Book Read Free

The Moment Before Drowning

Page 13

by James Brydon


  “You know, I don’t think most people understand why the police are there. Even some of the police don’t understand. They seem to think that police work is about solving crimes, or bringing criminals to justice, or protecting people. People say that a lot, even though no one really believes it’s true. Civilians can protect themselves and each other. And most criminals don’t need to be caught. They give themselves up or they give themselves away. We don’t need to do a lot. Some crimes don’t even get noticed or reported. Others, like Anne-Lise, give you nothing to go on. There’s no evidence and no traces. Sometimes we end up arresting the wrong person and we even know it, but we still need a conviction, so we get one. None of that has anything to do with justice or protection. So why are we here?”

  Lafourgue’s pupils are normally two tiny pinpricks, but in the dim glare of the bulb they have swollen. He looks different. More naive, perhaps. But crazier too. Like a sudden revelation has illuminated his mind.

  “We’re here to be the police. Not to perform the tasks that people think the police perform. Not the kind of tasks that can be summarized and assessed in terms of percentages and statistics. We’re here to provide a police presence. Searches, arrests, the suppression of disorder, interrogation—these are the ways we make ourselves known to the population. We need to be visible to all people, not just to criminals. We create fear and repression in their minds. They are constantly aware of power and of the force it exerts on them. It makes them timid, contemplative, and cowardly. You must have seen it in Algeria, le Garrec. I read a great deal about the police—or the service de renseignements—out there. All we got was the sanitized version in the morning papers. But I could read between the lines. I’m sure you performed the tasks that were supposed to be your mission. Uncovering and disrupting arms supplies, monitoring terrorist groups, etcetera. But all of those things served a wider purpose. They allowed you to scare people. Not terrorists, ordinary people. People going about their daily business who might otherwise have started to believe in independence. Your real job was to be the police. To create terror and repression by your presence alone.”

  Lafourgue walks over to the filing cabinet and leans against it. “That’s what the police really are. You see it clearly during an occupation. It’s a form of the army used against the population at large. It’s the tentacles of power made visible.”

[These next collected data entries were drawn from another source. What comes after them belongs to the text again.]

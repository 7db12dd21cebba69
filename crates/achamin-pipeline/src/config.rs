//! Pipeline configuration.

use std::time::Duration;

/// Bucket layout and timing configuration for one pipeline deployment.
#[derive(Debug, Clone)]
pub struct PipelineConfig {
    /// Bucket for uploaded source images
    pub upload_bucket: String,
    /// Bucket for generated narration / mixed audio / references
    pub content_bucket: String,
    /// Bucket holding the background-music assets
    pub music_bucket: String,
    /// Validity of presigned artifact references
    pub presign_ttl: Duration,
    /// Total wall-clock budget for one pipeline run
    pub deadline: Duration,
}

impl Default for PipelineConfig {
    fn default() -> Self {
        Self {
            upload_bucket: "your-achamin-uploads-bucket".to_string(),
            content_bucket: "your-achamin-generated-content-bucket".to_string(),
            music_bucket: "your-achamin-music-bucket".to_string(),
            presign_ttl: Duration::from_secs(3600),
            deadline: Duration::from_secs(300),
        }
    }
}

impl PipelineConfig {
    /// Create config from environment variables, with defaults for any
    /// that are unset.
    pub fn from_env() -> Self {
        let defaults = Self::default();
        Self {
            upload_bucket: std::env::var("UPLOAD_BUCKET").unwrap_or(defaults.upload_bucket),
            content_bucket: std::env::var("GENERATED_CONTENT_BUCKET")
                .unwrap_or(defaults.content_bucket),
            music_bucket: std::env::var("MUSIC_BUCKET").unwrap_or(defaults.music_bucket),
            presign_ttl: Duration::from_secs(
                std::env::var("PRESIGN_TTL_SECONDS")
                    .ok()
                    .and_then(|s| s.parse().ok())
                    .unwrap_or(3600),
            ),
            deadline: Duration::from_secs(
                std::env::var("PIPELINE_DEADLINE_SECONDS")
                    .ok()
                    .and_then(|s| s.parse().ok())
                    .unwrap_or(300),
            ),
        }
    }
}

  “If that’s the case in Algeria, then it isn’t working.”

  Lafourgue’s voice is a faint murmur through the darkness: “Why not?”

  “Repression didn’t deter anyone. It nurtured nationalism. The more we deployed violence, the more the nationalists turned that same violence back on us. Our repression was the FLN’s best recruiting tool.”

  “Then you didn’t go far enough. Terror wasn’t widespread enough.”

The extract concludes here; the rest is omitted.